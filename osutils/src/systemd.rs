use std::path::Path;

use log::debug;

use crate::dependencies::{Dependency, DependencyError};

/// Appends the `.service` suffix unless the unit already carries a type.
pub fn unit_name(service: &str) -> String {
    if service.contains('.') {
        service.to_string()
    } else {
        format!("{service}.service")
    }
}

/// Enable a unit inside `root` without reloading the manager.
pub fn enable_unit(root: &Path, service: &str) -> Result<(), Box<DependencyError>> {
    set_unit_enabled(root, service, true)
}

/// Disable a unit inside `root` without reloading the manager.
pub fn disable_unit(root: &Path, service: &str) -> Result<(), Box<DependencyError>> {
    set_unit_enabled(root, service, false)
}

fn set_unit_enabled(root: &Path, service: &str, enable: bool) -> Result<(), Box<DependencyError>> {
    let action = if enable { "enable" } else { "disable" };
    let unit = unit_name(service);
    debug!("Running systemctl {action} {unit} in '{}'", root.display());
    Dependency::Systemctl
        .cmd()
        .with_args(["--no-reload", action, &unit])
        .in_root(root)
        .run_and_check()
}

+---+

■ **ASSIGNMENT**:
Here, the lines to copy run from the one containing "use log::debug;" to the final line of the listing; copy them exactly and nothing else.

■ **ANSWER FOR THE TASK**:
use log::debug;

use crate::dependencies::{Dependency, DependencyError};

/// Appends the `.service` suffix unless the unit already carries a type.
pub fn unit_name(service: &str) -> String {
    if service.contains('.') {
        service.to_string()
    } else {
        format!("{service}.service")
    }
}

/// Enable a unit inside `root` without reloading the manager.
pub fn enable_unit(root: &Path, service: &str) -> Result<(), Box<DependencyError>> {
    set_unit_enabled(root, service, true)
}

/// Disable a unit inside `root` without reloading the manager.
pub fn disable_unit(root: &Path, service: &str) -> Result<(), Box<DependencyError>> {
    set_unit_enabled(root, service, false)
}

fn set_unit_enabled(root: &Path, service: &str, enable: bool) -> Result<(), Box<DependencyError>> {
    let action = if enable { "enable" } else { "disable" };
    let unit = unit_name(service);
    debug!("Running systemctl {action} {unit} in '{}'", root.display());
    Dependency::Systemctl
        .cmd()
        .with_args(["--no-reload", action, &unit])
        .in_root(root)
        .run_and_check()
}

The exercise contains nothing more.